**Task goal**.
Every line below that mentions the word "impl" should be copied out.

[Dataset excerpts]
********************
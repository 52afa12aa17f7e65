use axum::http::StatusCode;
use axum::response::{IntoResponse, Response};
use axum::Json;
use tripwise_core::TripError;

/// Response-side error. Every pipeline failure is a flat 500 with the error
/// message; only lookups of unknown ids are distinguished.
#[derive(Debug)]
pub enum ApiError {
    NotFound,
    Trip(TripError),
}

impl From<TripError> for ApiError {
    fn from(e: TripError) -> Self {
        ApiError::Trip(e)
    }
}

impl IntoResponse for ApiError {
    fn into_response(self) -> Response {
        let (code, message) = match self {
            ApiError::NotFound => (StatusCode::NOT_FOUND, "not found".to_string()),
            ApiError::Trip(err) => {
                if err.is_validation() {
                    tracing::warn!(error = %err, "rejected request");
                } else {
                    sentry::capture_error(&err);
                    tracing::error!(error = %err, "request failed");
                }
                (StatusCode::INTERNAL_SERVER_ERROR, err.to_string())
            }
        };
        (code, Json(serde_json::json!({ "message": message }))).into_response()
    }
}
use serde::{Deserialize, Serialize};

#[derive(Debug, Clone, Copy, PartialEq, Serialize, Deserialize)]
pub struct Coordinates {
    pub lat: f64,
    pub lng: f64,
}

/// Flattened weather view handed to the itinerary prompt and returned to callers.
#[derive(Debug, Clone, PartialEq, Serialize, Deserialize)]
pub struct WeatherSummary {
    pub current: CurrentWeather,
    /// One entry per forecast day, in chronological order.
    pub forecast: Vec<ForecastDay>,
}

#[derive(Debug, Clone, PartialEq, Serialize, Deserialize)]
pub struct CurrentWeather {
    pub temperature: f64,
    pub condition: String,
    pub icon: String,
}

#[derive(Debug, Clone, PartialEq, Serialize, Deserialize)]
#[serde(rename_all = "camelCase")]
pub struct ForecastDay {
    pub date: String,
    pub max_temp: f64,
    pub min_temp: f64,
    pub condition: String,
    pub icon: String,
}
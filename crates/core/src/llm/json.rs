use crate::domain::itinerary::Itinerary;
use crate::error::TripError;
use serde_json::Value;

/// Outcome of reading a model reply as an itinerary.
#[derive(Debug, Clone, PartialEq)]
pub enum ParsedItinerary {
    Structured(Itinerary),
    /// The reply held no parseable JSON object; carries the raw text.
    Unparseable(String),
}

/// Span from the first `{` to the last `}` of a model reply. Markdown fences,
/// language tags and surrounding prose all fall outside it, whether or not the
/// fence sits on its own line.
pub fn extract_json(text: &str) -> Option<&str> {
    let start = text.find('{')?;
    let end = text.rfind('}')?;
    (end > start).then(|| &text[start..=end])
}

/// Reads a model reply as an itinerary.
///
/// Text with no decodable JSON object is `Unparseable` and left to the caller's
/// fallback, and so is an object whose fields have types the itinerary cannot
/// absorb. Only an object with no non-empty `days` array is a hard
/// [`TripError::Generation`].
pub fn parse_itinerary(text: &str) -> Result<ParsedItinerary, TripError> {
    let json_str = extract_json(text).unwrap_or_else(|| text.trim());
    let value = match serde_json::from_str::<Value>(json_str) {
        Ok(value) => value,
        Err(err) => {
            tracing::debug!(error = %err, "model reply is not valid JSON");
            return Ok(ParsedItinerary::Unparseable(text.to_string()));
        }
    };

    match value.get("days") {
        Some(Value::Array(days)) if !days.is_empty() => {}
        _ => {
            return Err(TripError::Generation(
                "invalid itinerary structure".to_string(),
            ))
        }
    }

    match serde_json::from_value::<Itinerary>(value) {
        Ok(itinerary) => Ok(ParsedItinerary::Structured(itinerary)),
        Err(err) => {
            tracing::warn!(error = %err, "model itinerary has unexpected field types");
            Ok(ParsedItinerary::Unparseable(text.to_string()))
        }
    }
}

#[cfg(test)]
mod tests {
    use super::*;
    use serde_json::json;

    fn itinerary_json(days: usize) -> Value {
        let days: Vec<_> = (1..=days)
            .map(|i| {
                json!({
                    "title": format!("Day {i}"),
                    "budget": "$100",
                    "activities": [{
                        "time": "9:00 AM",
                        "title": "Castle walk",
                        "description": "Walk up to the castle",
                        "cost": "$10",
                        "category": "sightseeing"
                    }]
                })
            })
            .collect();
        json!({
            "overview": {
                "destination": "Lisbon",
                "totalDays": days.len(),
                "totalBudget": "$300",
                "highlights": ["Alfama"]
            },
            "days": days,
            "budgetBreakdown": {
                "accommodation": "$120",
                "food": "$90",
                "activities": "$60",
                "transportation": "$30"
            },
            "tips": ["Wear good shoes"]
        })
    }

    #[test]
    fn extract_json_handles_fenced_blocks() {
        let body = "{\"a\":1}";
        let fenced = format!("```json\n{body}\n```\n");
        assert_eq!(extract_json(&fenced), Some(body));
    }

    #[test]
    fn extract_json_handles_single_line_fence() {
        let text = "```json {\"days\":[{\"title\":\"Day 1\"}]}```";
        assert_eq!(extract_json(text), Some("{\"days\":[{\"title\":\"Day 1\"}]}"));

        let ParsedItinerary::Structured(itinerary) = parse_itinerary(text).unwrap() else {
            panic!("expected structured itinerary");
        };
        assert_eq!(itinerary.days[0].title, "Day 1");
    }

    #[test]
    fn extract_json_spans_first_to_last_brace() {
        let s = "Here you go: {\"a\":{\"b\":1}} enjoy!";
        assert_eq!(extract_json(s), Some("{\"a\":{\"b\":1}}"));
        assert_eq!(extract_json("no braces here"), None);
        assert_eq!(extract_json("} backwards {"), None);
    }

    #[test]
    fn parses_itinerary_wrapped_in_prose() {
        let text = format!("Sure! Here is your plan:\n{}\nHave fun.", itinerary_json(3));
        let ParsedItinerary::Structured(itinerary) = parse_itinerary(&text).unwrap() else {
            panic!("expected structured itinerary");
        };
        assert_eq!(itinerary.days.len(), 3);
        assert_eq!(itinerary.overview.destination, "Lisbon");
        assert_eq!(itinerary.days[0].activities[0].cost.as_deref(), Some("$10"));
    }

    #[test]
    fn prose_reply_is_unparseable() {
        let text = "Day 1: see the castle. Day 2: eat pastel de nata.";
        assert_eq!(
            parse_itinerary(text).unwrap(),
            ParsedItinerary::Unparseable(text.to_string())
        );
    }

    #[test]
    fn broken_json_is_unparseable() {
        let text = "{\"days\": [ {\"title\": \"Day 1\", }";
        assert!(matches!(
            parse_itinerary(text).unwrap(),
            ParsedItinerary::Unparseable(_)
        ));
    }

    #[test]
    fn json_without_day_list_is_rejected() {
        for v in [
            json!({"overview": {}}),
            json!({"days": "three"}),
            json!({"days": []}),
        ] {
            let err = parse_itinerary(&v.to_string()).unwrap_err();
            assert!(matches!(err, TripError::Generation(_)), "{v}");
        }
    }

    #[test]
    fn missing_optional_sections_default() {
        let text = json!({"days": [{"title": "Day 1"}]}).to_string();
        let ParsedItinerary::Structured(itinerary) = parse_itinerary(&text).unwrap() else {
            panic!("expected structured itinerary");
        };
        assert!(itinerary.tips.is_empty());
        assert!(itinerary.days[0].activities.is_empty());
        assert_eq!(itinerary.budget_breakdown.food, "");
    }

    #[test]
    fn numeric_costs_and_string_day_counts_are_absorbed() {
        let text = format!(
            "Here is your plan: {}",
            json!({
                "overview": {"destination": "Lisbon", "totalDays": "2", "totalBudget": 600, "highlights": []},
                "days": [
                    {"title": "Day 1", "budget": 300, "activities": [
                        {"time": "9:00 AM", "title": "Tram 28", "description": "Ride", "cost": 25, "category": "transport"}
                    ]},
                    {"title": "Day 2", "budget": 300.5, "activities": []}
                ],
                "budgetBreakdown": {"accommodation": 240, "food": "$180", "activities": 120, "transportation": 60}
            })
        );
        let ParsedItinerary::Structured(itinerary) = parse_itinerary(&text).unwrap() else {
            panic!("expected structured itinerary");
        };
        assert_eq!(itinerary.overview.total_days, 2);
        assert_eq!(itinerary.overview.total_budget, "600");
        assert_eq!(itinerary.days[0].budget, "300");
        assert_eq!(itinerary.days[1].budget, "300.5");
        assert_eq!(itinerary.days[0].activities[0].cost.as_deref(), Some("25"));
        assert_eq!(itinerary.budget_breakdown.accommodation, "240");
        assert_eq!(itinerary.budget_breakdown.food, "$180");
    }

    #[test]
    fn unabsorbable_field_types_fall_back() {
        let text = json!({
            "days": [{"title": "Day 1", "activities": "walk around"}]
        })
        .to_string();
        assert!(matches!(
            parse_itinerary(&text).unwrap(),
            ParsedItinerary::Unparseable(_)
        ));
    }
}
********************
**Output of the task**.
impl From<TripError> for ApiError {
impl IntoResponse for ApiError {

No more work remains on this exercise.